Особенным размахом отличались, естественно, ритуалы, приуроченные к смерти правителя. Сама ритуальная процедура в могари-но мия проводилась в несколько этапов. Ритуал состоял из четырех основных компонентов: возглашение плачей, совершение приношений пищей (приготовлялась на отдельном очаге), возглашение превозносящих достоинства покойного «эпитафий», исполнение ритуальных песен и танцев. Наиболее общий социально-политический смысл этих обрядов, в отправлении которых участвовали представители основных социальных групп, состоял в проявлении верности и лояльности по отношению как к прежнему правителю, так и к вновь избранному.

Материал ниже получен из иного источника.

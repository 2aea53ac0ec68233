//! In-memory backend for exercising the store without touching disk or network.

use super::{Backend, BackendError};
use std::sync::{Arc, Mutex};

#[derive(Debug, Clone, Default)]
pub struct MemoryBackend {
    blob: Arc<Mutex<Option<Vec<u8>>>>,
    writes: Arc<Mutex<usize>>,
}

impl MemoryBackend {
    pub fn new() -> Self {
        Self::default()
    }

    pub fn with_blob(bytes: impl Into<Vec<u8>>) -> Self {
        let backend = Self::default();
        *backend.blob.lock().unwrap() = Some(bytes.into());
        backend
    }

    pub fn blob(&self) -> Option<Vec<u8>> {
        self.blob.lock().unwrap().clone()
    }

    pub fn writes(&self) -> usize {
        *self.writes.lock().unwrap()
    }
}

impl Backend for MemoryBackend {
    fn address(&self) -> String {
        "memory".to_string()
    }

    async fn read(&self) -> Result<Option<Vec<u8>>, BackendError> {
        Ok(self.blob.lock().unwrap().clone())
    }

    async fn write(&self, bytes: Vec<u8>) -> Result<(), BackendError> {
        *self.blob.lock().unwrap() = Some(bytes);
        *self.writes.lock().unwrap() += 1;
        Ok(())
    }
}
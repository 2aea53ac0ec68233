//! # Journal Scraper
//!
//! Periodically scrapes a journal's table of contents and keeps a persisted,
//! deduplicated, newest-first list of the articles it has seen.
//!
//! ## Usage
//!
//! ```sh
//! journal_scraper --limit 1000 disk --path /var/lib/journal/articles.json
//! ```
//!
//! ## Architecture
//!
//! Each run is one pass of a short pipeline:
//! 1. **Scraping**: Fetch the listing page and extract one article per link
//! 2. **Sanity check**: Fail loudly if the batch is implausibly small
//! 3. **Load**: Read the persisted article list (missing means empty)
//! 4. **Merge**: Dedupe by URL, sort newest first, truncate to the limit
//! 5. **Save**: Write the whole list back to the backend

use chrono::Utc;
use clap::Parser;
use std::error::Error;
use std::time::Duration;
use tracing::{debug, error, info, instrument, warn};
use tracing_subscriber::{EnvFilter, fmt as tfmt};

mod backends;
mod cli;
mod config;
mod models;
mod scrapers;
mod store;
#[cfg(test)]
mod test_support;
mod utils;

use backends::Backend;
use backends::disk::DiskBackend;
use backends::object_store::ObjectStoreBackend;
use backends::retry::RetryBackend;
use cli::{Cli, StoreCommand};
use config::{ScrapeConfig, load_config};
use models::Article;
use store::{ArticleStore, StoreError};

const USER_AGENT: &str = concat!(env!("CARGO_PKG_NAME"), "/", env!("CARGO_PKG_VERSION"));

#[tokio::main]
async fn main() -> Result<(), Box<dyn Error>> {
    // --- Tracing init ---
    let filter = EnvFilter::try_from_default_env().unwrap_or_else(|_| EnvFilter::new("info"));
    tfmt()
        .with_env_filter(filter)
        .with_target(true)
        .with_file(false)
        .with_line_number(false)
        .with_timer(tracing_subscriber::fmt::time::UtcTime::rfc_3339())
        .init();

    let start_time = std::time::Instant::now();
    info!("journal_scraper starting up");

    // Parse CLI
    let args = Cli::parse();
    debug!(config_file = ?args.config, "Parsed CLI arguments");

    let base_config = match &args.config {
        Some(path) => load_config(path).await.inspect_err(|e| {
            error!(error = %e, "Failed to load scrape configuration");
        })?,
        None => ScrapeConfig::default(),
    };
    let config = args.scrape_config(base_config);
    info!(
        page_url = %config.page_url,
        selector = %config.selector,
        limit = config.limit,
        "Resolved scrape configuration"
    );

    let (connect_timeout, request_timeout) = args.http_timeouts();
    let client = http_client(connect_timeout, request_timeout)?;

    // ---- Scrape ----
    let observed_at = Utc::now();
    let articles = scrapers::wiley::index_articles(&client, &config, observed_at)
        .await
        .inspect_err(|e| error!(error = %e, "Scrape failed"))?;
    scrapers::ensure_plausible(&articles, config.min_articles)
        .inspect_err(|e| error!(error = %e, "Refusing to store scraped batch"))?;

    // ---- Persist ----
    match args.store() {
        StoreCommand::Disk { path } => {
            persist_articles(DiskBackend::new(path), config.limit, articles).await?;
        }
        StoreCommand::ObjectStore {
            endpoint,
            bucket,
            key,
            token,
            max_retries,
        } => {
            let backend = ObjectStoreBackend::new(client, &endpoint, bucket, key, token)?;
            let backend = RetryBackend::new(backend, max_retries, Duration::from_secs(1));
            persist_articles(backend, config.limit, articles).await?;
        }
    }

    let elapsed = start_time.elapsed();
    info!(
        ?elapsed,
        secs = elapsed.as_secs(),
        millis = elapsed.subsec_millis(),
        "Execution complete"
    );

    Ok(())
}

/// Build the HTTP client shared by the scraper and the object store.
///
/// Both timeouts are always set so a stalled server fails the request with a
/// timeout error, which [`RetryBackend`] treats as transient.
fn http_client(
    connect_timeout: Duration,
    request_timeout: Duration,
) -> reqwest::Result<reqwest::Client> {
    reqwest::Client::builder()
        .user_agent(USER_AGENT)
        .connect_timeout(connect_timeout)
        .timeout(request_timeout)
        .build()
}

/// Run one load → add → save cycle against `backend`.
#[instrument(level = "info", skip_all, fields(address = %backend.address(), scraped = articles.len()))]
async fn persist_articles<B: Backend>(
    backend: B,
    limit: usize,
    articles: Vec<Article>,
) -> Result<(), StoreError> {
    let mut store = ArticleStore::new(backend, limit);

    if let Err(e) = store.load().await {
        error!(error = %e, "Failed to load article list");
        return Err(e);
    }
    store.add(articles)?;
    if let Err(e) = store.save().await {
        error!(error = %e, "Failed to save article list");
        return Err(e);
    }

    if let Some(list) = store.list() {
        if list.is_empty() {
            warn!("Stored article list is empty");
        }
        info!(
            stored = list.len(),
            limit = list.limit(),
            newest = ?list.articles().first().map(|a| a.first_seen),
            "Article list updated"
        );
    }
    Ok(())
}
//! Table-of-contents scrapers that turn a listing page into [`Article`]s.
//!
//! Scraping follows a fixed pattern:
//!
//! 1. **Fetching**: Download the configured listing page
//! 2. **Extraction**: Run an extractor over every element matching the
//!    configured selector, skipping elements that do not yield an article
//! 3. **Sanity check**: Refuse a batch that is implausibly small, since that
//!    almost always means the page markup changed
//!
//! # Supported Sources
//!
//! | Source | Module | Markup |
//! |--------|--------|--------|
//! | Wiley Online Library | [`wiley`] | `a.issue-item__title` links with an `h2`/`h3` title |
//!
//! [`Article`]: crate::models::Article

pub mod wiley;

use crate::models::Article;
use thiserror::Error;

#[derive(Debug, Error)]
pub enum ScrapeError {
    #[error("failed to fetch listing page: {0}")]
    Http(#[from] reqwest::Error),
    #[error("invalid article selector {selector:?}: {reason}")]
    Selector { selector: String, reason: String },
    #[error("scraped only {found} articles, expected at least {minimum}; the page markup may have changed")]
    TooFewArticles { found: usize, minimum: usize },
}

/// Reject a scraped batch with fewer than `minimum` articles.
pub fn ensure_plausible(articles: &[Article], minimum: usize) -> Result<(), ScrapeError> {
    if articles.len() < minimum {
        return Err(ScrapeError::TooFewArticles {
            found: articles.len(),
            minimum,
        });
    }
    Ok(())
}
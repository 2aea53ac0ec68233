//! Local file backend.
//!
//! Used for development and for single-host deployments. The blob is written
//! with owner-only permissions (`0600`) on Unix.

use super::{Backend, BackendError};
use std::io::ErrorKind;
use std::path::PathBuf;
use tokio::fs;
use tokio::io::AsyncWriteExt;
use tracing::{debug, instrument};

/// A [`Backend`] storing the blob in a single file.
#[derive(Debug, Clone)]
pub struct DiskBackend {
    path: PathBuf,
}

impl DiskBackend {
    pub fn new(path: impl Into<PathBuf>) -> Self {
        Self { path: path.into() }
    }
}

impl Backend for DiskBackend {
    fn address(&self) -> String {
        self.path.display().to_string()
    }

    #[instrument(level = "debug", skip_all, fields(path = %self.path.display()))]
    async fn read(&self) -> Result<Option<Vec<u8>>, BackendError> {
        match fs::read(&self.path).await {
            Ok(bytes) => {
                debug!(bytes = bytes.len(), "Read article file");
                Ok(Some(bytes))
            }
            Err(e) if e.kind() == ErrorKind::NotFound => {
                debug!("Article file does not exist yet");
                Ok(None)
            }
            Err(e) => Err(e.into()),
        }
    }

    #[instrument(level = "debug", skip_all, fields(path = %self.path.display(), bytes = bytes.len()))]
    async fn write(&self, bytes: Vec<u8>) -> Result<(), BackendError> {
        let mut options = fs::OpenOptions::new();
        options.write(true).create(true).truncate(true);
        #[cfg(unix)]
        options.mode(0o600);

        let mut file = options.open(&self.path).await?;

        // mode() only applies when the file is created
        #[cfg(unix)]
        {
            use std::os::unix::fs::PermissionsExt;
            file.set_permissions(std::fs::Permissions::from_mode(0o600))
                .await?;
        }

        file.write_all(&bytes).await?;
        file.flush().await?;
        debug!("Wrote article file");
        Ok(())
    }
}
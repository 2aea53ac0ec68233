//! Wiley Online Library table-of-contents scraper.
//!
//! Each article on a Wiley issue page is an `<a class="issue-item__title">`
//! whose `href` is relative to the site root and whose title sits in a child
//! heading. Some pages use `<h2>` for the title and others `<h3>`.

use super::ScrapeError;
use crate::config::ScrapeConfig;
use crate::models::Article;
use crate::utils::collapse_whitespace;
use chrono::{DateTime, Utc};
use once_cell::sync::Lazy;
use reqwest::Client;
use scraper::{ElementRef, Html, Selector};
use thiserror::Error;
use tracing::{debug, info, instrument};
use url::Url;

/// Title sources, in priority order.
static TITLE_SELECTORS: Lazy<Vec<Selector>> = Lazy::new(|| {
    ["h2", "h3"]
        .iter()
        .map(|s| Selector::parse(s).unwrap())
        .collect()
});

/// Why a single element did not yield an [`Article`].
#[derive(Debug, Error)]
pub enum ExtractionError {
    #[error("element has no or empty href value")]
    MissingHref,
    #[error("element href could not be resolved: {0}")]
    InvalidUrl(#[from] url::ParseError),
    #[error("no article title could be derived from element")]
    MissingTitle,
}

/// Turn one article link element into an [`Article`].
///
/// The `href` is resolved against `base_url`. The title is the text of the
/// element's `h2` children, or failing that its `h3` children, with
/// whitespace collapsed.
///
/// # Arguments
///
/// * `element` - A link element matched by the listing selector
/// * `base_url` - Base for resolving relative `href` values
/// * `observed_at` - Becomes the article's `first_seen`
///
/// # Returns
///
/// The article, or the [`ExtractionError`] explaining why the element was
/// unusable.
pub fn element_to_article(
    element: ElementRef<'_>,
    base_url: &Url,
    observed_at: DateTime<Utc>,
) -> Result<Article, ExtractionError> {
    let href = element
        .value()
        .attr("href")
        .map(str::trim)
        .filter(|href| !href.is_empty())
        .ok_or(ExtractionError::MissingHref)?;
    let url = base_url.join(href)?;

    let title = TITLE_SELECTORS
        .iter()
        .map(|selector| child_text(element, selector))
        .find(|text| !text.is_empty())
        .ok_or(ExtractionError::MissingTitle)?;

    Ok(Article::new(title, url, observed_at))
}

fn child_text(element: ElementRef<'_>, selector: &Selector) -> String {
    let text = element
        .select(selector)
        .flat_map(|child| child.text())
        .collect::<String>();
    collapse_whitespace(&text)
}

/// Extract every article from a listing page's HTML.
///
/// Elements that fail extraction are logged and skipped; one bad element
/// never aborts the batch.
pub fn extract_articles(
    html: &str,
    base_url: &Url,
    selector: &str,
    observed_at: DateTime<Utc>,
) -> Result<Vec<Article>, ScrapeError> {
    let item_selector = Selector::parse(selector).map_err(|e| ScrapeError::Selector {
        selector: selector.to_string(),
        reason: e.to_string(),
    })?;
    let document = Html::parse_document(html);

    let mut articles = Vec::new();
    let mut skipped = 0usize;
    for element in document.select(&item_selector) {
        match element_to_article(element, base_url, observed_at) {
            Ok(article) => articles.push(article),
            Err(e) => {
                skipped += 1;
                debug!(error = %e, html = %element.html(), "Skipping element");
            }
        }
    }

    debug!(extracted = articles.len(), skipped, "Extracted articles");
    Ok(articles)
}

/// Fetch the configured listing page and extract its articles.
///
/// # Returns
///
/// Every article that could be extracted, all stamped with `observed_at`, or
/// an error if the page could not be fetched or the selector is invalid.
#[instrument(level = "info", skip_all, fields(page_url = %config.page_url))]
pub async fn index_articles(
    client: &Client,
    config: &ScrapeConfig,
    observed_at: DateTime<Utc>,
) -> Result<Vec<Article>, ScrapeError> {
    let html = client
        .get(config.page_url.clone())
        .send()
        .await?
        .error_for_status()?
        .text()
        .await?;
    debug!(bytes = html.len(), "Fetched listing page");

    let articles = extract_articles(&html, &config.base_url, &config.selector, observed_at)?;
    info!(count = articles.len(), "Indexed journal articles");
    Ok(articles)
}
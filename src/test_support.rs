//! A minimal in-process HTTP/1.1 server for tests that need a real endpoint.
//!
//! Every response closes its connection, so each request arrives on a fresh
//! socket and the request parser only has to handle one request per stream.

use std::net::SocketAddr;
use std::sync::Arc;
use std::sync::atomic::{AtomicUsize, Ordering};
use std::time::Duration;
use tokio::io::{AsyncReadExt, AsyncWriteExt};
use tokio::net::{TcpListener, TcpStream};

#[derive(Debug, Clone)]
pub struct Request {
    pub method: String,
    pub path: String,
    pub headers: Vec<(String, String)>,
    pub body: Vec<u8>,
}

impl Request {
    pub fn header(&self, name: &str) -> Option<&str> {
        self.headers
            .iter()
            .find(|(k, _)| k.eq_ignore_ascii_case(name))
            .map(|(_, v)| v.as_str())
    }
}

#[derive(Debug, Clone)]
pub struct Response {
    pub status: u16,
    pub body: Vec<u8>,
}

impl Response {
    pub fn new(status: u16, body: impl Into<Vec<u8>>) -> Self {
        Self {
            status,
            body: body.into(),
        }
    }
}

/// A client that talks to the loopback server directly, ignoring proxy
/// settings from the environment.
pub fn test_client() -> reqwest::Client {
    reqwest::Client::builder().no_proxy().build().unwrap()
}

/// Like [`test_client`], with `timeout` as both connect and request timeout.
pub fn test_client_with_timeout(timeout: Duration) -> reqwest::Client {
    reqwest::Client::builder()
        .no_proxy()
        .connect_timeout(timeout)
        .timeout(timeout)
        .build()
        .unwrap()
}

/// Bind to an ephemeral port, accept connections and never answer them.
///
/// The returned counter tracks how many connections were accepted.
pub async fn stall() -> (SocketAddr, Arc<AtomicUsize>) {
    let listener = TcpListener::bind("127.0.0.1:0").await.unwrap();
    let addr = listener.local_addr().unwrap();
    let accepted = Arc::new(AtomicUsize::new(0));
    let counter = Arc::clone(&accepted);

    tokio::spawn(async move {
        let mut held = Vec::new();
        while let Ok((socket, _)) = listener.accept().await {
            counter.fetch_add(1, Ordering::SeqCst);
            held.push(socket);
        }
    });

    (addr, accepted)
}

/// Bind to an ephemeral port and answer every request with `handler`.
pub async fn serve<F>(handler: F) -> SocketAddr
where
    F: Fn(Request) -> Response + Send + Sync + 'static,
{
    let listener = TcpListener::bind("127.0.0.1:0").await.unwrap();
    let addr = listener.local_addr().unwrap();
    let handler = Arc::new(handler);

    tokio::spawn(async move {
        while let Ok((mut socket, _)) = listener.accept().await {
            let handler = Arc::clone(&handler);
            tokio::spawn(async move {
                let Some(request) = read_request(&mut socket).await else {
                    return;
                };
                let response = handler(request);
                let head = format!(
                    "HTTP/1.1 {} {}\r\nContent-Length: {}\r\nConnection: close\r\n\r\n",
                    response.status,
                    reason(response.status),
                    response.body.len()
                );
                let _ = socket.write_all(head.as_bytes()).await;
                let _ = socket.write_all(&response.body).await;
                let _ = socket.shutdown().await;
            });
        }
    });

    addr
}

async fn read_request(socket: &mut TcpStream) -> Option<Request> {
    let mut buf = Vec::new();
    let mut chunk = [0u8; 4096];

    let header_end = loop {
        if let Some(pos) = buf.windows(4).position(|w| w == b"\r\n\r\n") {
            break pos + 4;
        }
        let n = socket.read(&mut chunk).await.ok()?;
        if n == 0 {
            return None;
        }
        buf.extend_from_slice(&chunk[..n]);
    };

    let head = String::from_utf8_lossy(&buf[..header_end]).to_string();
    let mut lines = head.split("\r\n");
    let mut request_line = lines.next()?.split_whitespace();
    let method = request_line.next()?.to_string();
    let path = request_line.next()?.to_string();
    let headers = lines
        .filter_map(|line| line.split_once(':'))
        .map(|(k, v)| (k.trim().to_string(), v.trim().to_string()))
        .collect::<Vec<_>>();

    let content_length = headers
        .iter()
        .find(|(k, _)| k.eq_ignore_ascii_case("content-length"))
        .and_then(|(_, v)| v.parse::<usize>().ok())
        .unwrap_or(0);

    let mut body = buf[header_end..].to_vec();
    while body.len() < content_length {
        let n = socket.read(&mut chunk).await.ok()?;
        if n == 0 {
            break;
        }
        body.extend_from_slice(&chunk[..n]);
    }

    Some(Request {
        method,
        path,
        headers,
        body,
    })
}

fn reason(status: u16) -> &'static str {
    match status {
        200 => "OK",
        403 => "Forbidden",
        404 => "Not Found",
        500 => "Internal Server Error",
        503 => "Service Unavailable",
        _ => "Unknown",
    }
}
//! The article store: an [`ArticleList`] bound to a persistence [`Backend`].
//!
//! Code using [`ArticleStore`] calls [`ArticleStore::load`], then
//! [`ArticleStore::add`] any number of times, then [`ArticleStore::save`].
//! Only `load` and `save` touch the backend; `add` is purely in memory.

use crate::backends::{Backend, BackendError};
use crate::models::{Article, ArticleList};
use thiserror::Error;
use tracing::{debug, info, instrument};

#[derive(Debug, Error)]
pub enum StoreError {
    #[error(transparent)]
    Backend(#[from] BackendError),
    #[error("failed to decode persisted article list: {0}")]
    Decode(#[source] serde_json::Error),
    #[error("failed to encode article list: {0}")]
    Encode(#[source] serde_json::Error),
    #[error("article store used before load()")]
    NotLoaded,
}

/// An [`ArticleList`] persisted through a [`Backend`].
#[derive(Debug)]
pub struct ArticleStore<B> {
    backend: B,
    limit: usize,
    list: Option<ArticleList>,
}

impl<B> ArticleStore<B>
where
    B: Backend,
{
    /// Create a store that keeps at most `limit` articles (0 = unbounded).
    ///
    /// Nothing is read until [`ArticleStore::load`] is called.
    ///
    /// # Arguments
    ///
    /// * `backend` - Where the encoded list is read from and written to
    /// * `limit` - Maximum number of articles retained after every merge
    pub fn new(backend: B, limit: usize) -> Self {
        Self {
            backend,
            limit,
            list: None,
        }
    }

    /// The loaded article list, or `None` before [`ArticleStore::load`].
    pub fn list(&self) -> Option<&ArticleList> {
        self.list.as_ref()
    }

    /// Read the persisted list from the backend.
    ///
    /// A blob that does not exist yet, or is empty, yields an empty list. Any
    /// other blob must decode, and the decoded list is normalized to this
    /// store's limit. Calling `load` again discards unsaved additions.
    ///
    /// # Returns
    ///
    /// `Ok(())` once the list is held in memory. Backend failures surface as
    /// [`StoreError::Backend`] and malformed blobs as [`StoreError::Decode`];
    /// neither touches the persisted data.
    #[instrument(level = "info", skip_all, fields(address = %self.backend.address(), limit = self.limit))]
    pub async fn load(&mut self) -> Result<(), StoreError> {
        let list = match self.backend.read().await? {
            Some(bytes) if !bytes.is_empty() => {
                let mut list = serde_json::from_slice::<ArticleList>(&bytes)
                    .map_err(StoreError::Decode)?
                    .with_limit(self.limit);
                list.merge(Vec::new());
                list
            }
            Some(_) => {
                debug!("Persisted article list is empty");
                ArticleList::new(self.limit)
            }
            None => {
                debug!("No persisted article list yet");
                ArticleList::new(self.limit)
            }
        };

        info!(count = list.len(), "Loaded article list");
        self.list = Some(list);
        Ok(())
    }

    /// Merge `articles` into the loaded list.
    ///
    /// Returns [`StoreError::NotLoaded`] if [`ArticleStore::load`] has not
    /// succeeded yet.
    pub fn add(&mut self, articles: Vec<Article>) -> Result<(), StoreError> {
        let list = self.list.as_mut().ok_or(StoreError::NotLoaded)?;
        let before = list.len();
        let incoming = articles.len();
        list.merge(articles);
        debug!(before, incoming, after = list.len(), "Merged articles");
        Ok(())
    }

    /// Encode the list and overwrite the backend's blob with it.
    ///
    /// # Returns
    ///
    /// [`StoreError::NotLoaded`] before a successful load, otherwise the
    /// outcome of the backend write.
    #[instrument(level = "info", skip_all, fields(address = %self.backend.address()))]
    pub async fn save(&self) -> Result<(), StoreError> {
        let list = self.list.as_ref().ok_or(StoreError::NotLoaded)?;
        let bytes = serde_json::to_vec(list).map_err(StoreError::Encode)?;
        self.backend.write(bytes).await?;
        info!(count = list.len(), "Saved article list");
        Ok(())
    }
}
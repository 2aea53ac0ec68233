//! Data models for scraped journal articles and the persisted article list.
//!
//! This module defines the two value types the rest of the application is
//! built around:
//! - [`Article`]: One discovered article (title, canonical URL, first-seen time)
//! - [`ArticleList`]: The deduplicated, newest-first, size-bounded collection
//!   that gets persisted between runs
//!
//! # Wire Shape
//!
//! An [`ArticleList`] serializes to a single-field JSON document:
//!
//! ```text
//! {"articles":[{"title":"…","url":"https://…","first_seen":"2021-10-15T00:00:00Z"}]}
//! ```
//!
//! URLs are written as their canonical absolute string and timestamps as
//! RFC 3339 UTC strings. The list's `limit` is configuration, not data, and is
//! never written.

use chrono::{DateTime, Utc};
use itertools::Itertools;
use serde::{Deserialize, Serialize};
use url::Url;

/// A single article discovered on the journal's table of contents.
///
/// Two articles are the same article iff their URLs serialize to the same
/// string. The title plays no part in deduplication.
#[derive(Debug, Clone, PartialEq, Eq, Serialize, Deserialize)]
pub struct Article {
    /// The article title as shown on the listing page.
    pub title: String,
    /// Absolute URL of the article, used as the deduplication key.
    pub url: Url,
    /// When this article was first scraped. Never updated by later merges.
    pub first_seen: DateTime<Utc>,
}

impl Article {
    pub fn new(title: impl Into<String>, url: Url, first_seen: DateTime<Utc>) -> Self {
        Self {
            title: title.into(),
            url,
            first_seen,
        }
    }
}

/// The persisted, in-memory list of known articles.
///
/// After any [`ArticleList::merge`] the list holds no two articles with the
/// same URL, is sorted newest first by `first_seen`, and holds at most
/// `limit` articles (a `limit` of 0 means unbounded).
#[derive(Debug, Clone, Default, PartialEq, Eq, Serialize, Deserialize)]
pub struct ArticleList {
    articles: Vec<Article>,
    #[serde(skip)]
    limit: usize,
}

impl ArticleList {
    /// Create an empty list that will retain at most `limit` articles.
    pub fn new(limit: usize) -> Self {
        Self {
            articles: Vec::new(),
            limit,
        }
    }

    /// Replace the limit of a freshly decoded list.
    ///
    /// The limit is not part of the wire shape, so a decoded list starts out
    /// unbounded until the owning store hands it the configured value.
    pub fn with_limit(mut self, limit: usize) -> Self {
        self.limit = limit;
        self
    }

    pub fn articles(&self) -> &[Article] {
        &self.articles
    }

    pub fn limit(&self) -> usize {
        self.limit
    }

    pub fn len(&self) -> usize {
        self.articles.len()
    }

    pub fn is_empty(&self) -> bool {
        self.articles.is_empty()
    }

    /// Merge newly scraped articles into the list.
    ///
    /// See [`merge`] for the exact policy. The result replaces the current
    /// contents wholesale.
    pub fn merge(&mut self, new_articles: Vec<Article>) {
        let existing = std::mem::take(&mut self.articles);
        self.articles = merge(existing, new_articles, self.limit);
    }
}

/// Combine `existing` and `incoming` into a deduplicated, newest-first list of
/// at most `limit` articles (`limit == 0` keeps everything).
///
/// # Policy
///
/// 1. `existing` is followed by `incoming`, each in its given order.
/// 2. The first article seen for a URL wins; later duplicates are dropped. An
///    article that is already known therefore keeps its stored title and
///    `first_seen` when it is scraped again.
/// 3. The survivors are sorted descending by `first_seen`.
/// 4. Only then is the list truncated to `limit`, so the newest articles
///    always survive regardless of where they appeared in the batch.
///
/// Articles with equal `first_seen` keep their relative order, but callers
/// must not rely on any particular tie order.
///
/// # Arguments
///
/// * `existing` - The articles already stored
/// * `incoming` - A freshly scraped batch
/// * `limit` - Maximum length of the result, or `0` for no limit
///
/// # Returns
///
/// The merged list, newest first, never longer than `limit`.
pub fn merge(existing: Vec<Article>, incoming: Vec<Article>, limit: usize) -> Vec<Article> {
    let mut merged = existing
        .into_iter()
        .chain(incoming)
        .unique_by(|article| article.url.as_str().to_owned())
        .collect::<Vec<Article>>();

    merged.sort_by(|a, b| b.first_seen.cmp(&a.first_seen));

    if limit > 0 {
        merged.truncate(limit);
    }
    merged
}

Поэтическая антология «Манъё:сю» (вторая половина VIII в.) донесла до нас немало образцов плачей. По этим поздним плачам можно составить определенное представление и о характере более ранних образцов. Вот, например, принадлежащий прославленному придворному поэту Какиномото Хитомаро (вторая половина VII в.) плач по принцу Хинамиси (букв. «Ставший в ряд с солнцем», старший сын Тэмму и Дзито:, умер в 689 г.), сочиненный в то время, когда тело принца находилось во временной усыпальнице. «В начале Неба и Земли в долине реки небесной восемь сот, тысяча целая богов собрались, собрались-расселись, божественно решая, решили: небоосвещающая богиня-солнце пусть правит Небом; страною тростниковых зарослей и тучных колосьев до тех пор, пока не соединятся Небо и Земля, пусть правит дитя божеств [принц Хинамиси]. Раздвинув-растолкав восемь слоев небесных облаков, сын солнца, сияющего высоко, спустился божественно во дворец Киёмихара в Асука, в расстеленную [перед правителем] страну, которой божественно-грузно правила государыня [Дзито:]. Но раскрылись двери пещеры небесной, и поднялся [Хинамиси] к божествам, поднялся-успокоился. Если бы наш господин, кровный принц повелевал Поднебесной, весенние цветы зацвели, полная луна засверкала, люди четырех сторон уповали на тебя, как на большой корабль, просили-ждали дождя с небес. Отчего же ты, почему пребываешь на холме Маюми во дворце-усыпальнице, высоко поднявшемся? Каждое утро ожидаем приказа, но напрасно — уже столько дней-ночей прошло… А потому люди твоего дворца не знают, куда им идти».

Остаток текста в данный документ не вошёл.